For many businesses, there is an increased interest in developing practices related to social responsibility. Customers who demand companies do more to give back to society are pushing for this effort. For grocers, being socially responsible is very easy, according to former grocery executive Simon Unwin in an article for Supermarket News. All they have to do is be a good neighbor to businesses and residents in the area. As it stands, supermarkets are already a part of the community by being a source of food and other goods.

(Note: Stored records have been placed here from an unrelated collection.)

//! On-disk field store.
//!
//! Layout of a store directory:
//!
//! ```text
//! <root>/
//!   data.bin     append-only concatenation of record bytes
//!   index.json   [{ "key": {..}, "offset": n, "length": n }, ...]
//! ```
//!
//! Archiving appends to `data.bin` immediately; the index is rewritten by
//! `flush` (also attempted on drop). Re-archiving a key points its index entry
//! at the new bytes; the old bytes stay in the data file.

use std::fs::{self, File, OpenOptions};
use std::io::Write;
use std::path::{Path, PathBuf};

use mars_request::{Key, Request};
use parking_lot::{Mutex, RwLock};
use serde::{Deserialize, Serialize};
use tracing::{debug, info, warn};

use crate::error::{Result, StoreError};
use crate::handle::{DataHandle, FileRangeHandle};
use crate::store::{FieldIter, FieldStore, ListElement};

const DATA_FILE: &str = "data.bin";
const INDEX_FILE: &str = "index.json";

/// One index entry.
#[derive(Debug, Clone, PartialEq, Serialize, Deserialize)]
pub struct IndexEntry {
    pub key: Key,
    pub offset: u64,
    pub length: u64,
}

/// Field store persisted in a directory.
pub struct DirectoryStore {
    root: PathBuf,
    entries: RwLock<Vec<IndexEntry>>,
    writer: Mutex<Option<File>>,
    dirty: Mutex<bool>,
}

impl DirectoryStore {
    /// Create a new, empty store. Fails if the directory already holds one.
    pub fn create(root: impl AsRef<Path>) -> Result<Self> {
        let root = root.as_ref().to_path_buf();
        fs::create_dir_all(&root).map_err(|e| StoreError::io(root.display().to_string(), e))?;

        if root.join(INDEX_FILE).exists() {
            return Err(StoreError::index(format!(
                "{} already contains a store",
                root.display()
            )));
        }

        let store = Self::with_entries(root, Vec::new());
        store.write_index(&[])?;
        info!(root = %store.root.display(), "Created directory store");
        Ok(store)
    }

    /// Open an existing store.
    pub fn open(root: impl AsRef<Path>) -> Result<Self> {
        let root = root.as_ref().to_path_buf();
        let index_path = root.join(INDEX_FILE);

        let text = fs::read_to_string(&index_path)
            .map_err(|e| StoreError::io(index_path.display().to_string(), e))?;
        let entries: Vec<IndexEntry> = serde_json::from_str(&text)
            .map_err(|e| StoreError::index(format!("{}: {}", index_path.display(), e)))?;

        let data_len = match fs::metadata(root.join(DATA_FILE)) {
            Ok(meta) => meta.len(),
            Err(_) => 0,
        };
        for entry in &entries {
            match entry.offset.checked_add(entry.length) {
                Some(end) if end <= data_len => {}
                Some(end) => {
                    return Err(StoreError::corrupt(
                        entry.key.to_string(),
                        format!(
                            "indexed range {}..{} exceeds data file length {}",
                            entry.offset, end, data_len
                        ),
                    ));
                }
                None => {
                    return Err(StoreError::corrupt(
                        entry.key.to_string(),
                        format!(
                            "indexed range of {} bytes at {} overflows",
                            entry.length, entry.offset
                        ),
                    ));
                }
            }
        }

        info!(root = %root.display(), records = entries.len(), "Opened directory store");
        Ok(Self::with_entries(root, entries))
    }

    /// Open the store at `root`, creating it if there is none.
    pub fn open_or_create(root: impl AsRef<Path>) -> Result<Self> {
        if root.as_ref().join(INDEX_FILE).exists() {
            Self::open(root)
        } else {
            Self::create(root)
        }
    }

    fn with_entries(root: PathBuf, entries: Vec<IndexEntry>) -> Self {
        Self {
            root,
            entries: RwLock::new(entries),
            writer: Mutex::new(None),
            dirty: Mutex::new(false),
        }
    }

    pub fn root(&self) -> &Path {
        &self.root
    }

    pub fn len(&self) -> usize {
        self.entries.read().len()
    }

    pub fn is_empty(&self) -> bool {
        self.entries.read().is_empty()
    }

    /// Index entries in archive order.
    pub fn entries(&self) -> Vec<IndexEntry> {
        self.entries.read().clone()
    }

    /// Append a record. Visible to `inspect` immediately, durable after `flush`.
    pub fn archive(&self, key: Key, data: &[u8]) -> Result<()> {
        let data_path = self.root.join(DATA_FILE);
        let display = data_path.display().to_string();

        let mut writer = self.writer.lock();
        if writer.is_none() {
            let file = OpenOptions::new()
                .create(true)
                .append(true)
                .open(&data_path)
                .map_err(|e| StoreError::io(&display, e))?;
            *writer = Some(file);
        }
        let Some(file) = writer.as_mut() else {
            return Err(StoreError::index("data file writer unavailable"));
        };

        let offset = file
            .metadata()
            .map_err(|e| StoreError::io(&display, e))?
            .len();
        file.write_all(data).map_err(|e| StoreError::io(&display, e))?;

        let entry = IndexEntry {
            key,
            offset,
            length: data.len() as u64,
        };
        debug!(key = %entry.key, offset, length = entry.length, "Archived record");

        {
            let mut entries = self.entries.write();
            match entries.iter_mut().find(|e| e.key == entry.key) {
                Some(existing) => *existing = entry,
                None => entries.push(entry),
            }
        }
        *self.dirty.lock() = true;
        Ok(())
    }

    /// Sync the data file and rewrite the index.
    pub fn flush(&self) -> Result<()> {
        if let Some(file) = self.writer.lock().as_mut() {
            file.sync_data()
                .map_err(|e| StoreError::io(self.root.join(DATA_FILE).display().to_string(), e))?;
        }

        let mut dirty = self.dirty.lock();
        if *dirty {
            let entries = self.entries.read();
            self.write_index(&entries)?;
            *dirty = false;
        }
        Ok(())
    }

    /// Write the index to a temporary file, then rename it into place.
    fn write_index(&self, entries: &[IndexEntry]) -> Result<()> {
        let index_path = self.root.join(INDEX_FILE);
        let tmp_path = self.root.join(format!("{}.tmp", INDEX_FILE));

        let json = serde_json::to_vec_pretty(entries)?;
        fs::write(&tmp_path, json).map_err(|e| StoreError::io(tmp_path.display().to_string(), e))?;
        fs::rename(&tmp_path, &index_path)
            .map_err(|e| StoreError::io(index_path.display().to_string(), e))?;

        debug!(path = %index_path.display(), records = entries.len(), "Wrote store index");
        Ok(())
    }

    fn handle(&self, entry: &IndexEntry) -> Box<dyn DataHandle> {
        Box::new(FileRangeHandle::new(
            self.root.join(DATA_FILE),
            entry.offset,
            entry.length,
        ))
    }
}

impl FieldStore for DirectoryStore {
    fn retrieve(&self, request: &Request) -> Result<Box<dyn DataHandle>> {
        let entries = self.entries.read();
        let entry = entries
            .iter()
            .find(|e| request.matches(&e.key))
            .ok_or_else(|| StoreError::not_found(request.to_string()))?;
        Ok(self.handle(entry))
    }

    fn inspect(&self, request: &Request) -> Result<FieldIter> {
        let elements: Vec<ListElement> = self
            .entries
            .read()
            .iter()
            .filter(|e| request.matches(&e.key))
            .map(|e| (e.key.clone(), self.handle(e)))
            .collect();

        debug!(
            root = %self.root.display(),
            request = %request,
            matches = elements.len(),
            "Inspecting directory store"
        );
        Ok(Box::new(elements.into_iter().map(Ok)))
    }

    fn describe(&self) -> String {
        format!("directory store at {} ({} records)", self.root.display(), self.len())
    }
}

impl Drop for DirectoryStore {
    fn drop(&mut self) {
        if let Err(e) = self.flush() {
            warn!(root = %self.root.display(), error = %e, "Failed to flush store on drop");
        }
    }
}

However, simply being there and providing a necessity doesn't make a grocery store a good neighbor. It has to do more. For example, the store should fit into the place it's built, and not just stand out from the rest of the storefronts. More importantly, it should have a place for neighborhood updates, as well a staff of locals that are equally part of the community. Secondly, it should be clean, tidy and relatively quiet at all hours, especially at night. Communities don't really like a noisy place. Finally, being a good neighborly grocery store means being a figure in the community. That could come in the form of sponsoring Little League teams, hosting and supporting civic events, or donating non-perishables to the local food bank.
Establishing neighborly relations with community often comes from having high quality service that represents their best interests at heart. Self-service coin counters can help with that by providing a level of service that helps everyone out. From kids cashing in allowances to older people just holding on to loose change, there's a great interest in having a machine that can do all that at a place where everyone goes. This gives the feeling that the grocery store belongs in the neighborhood.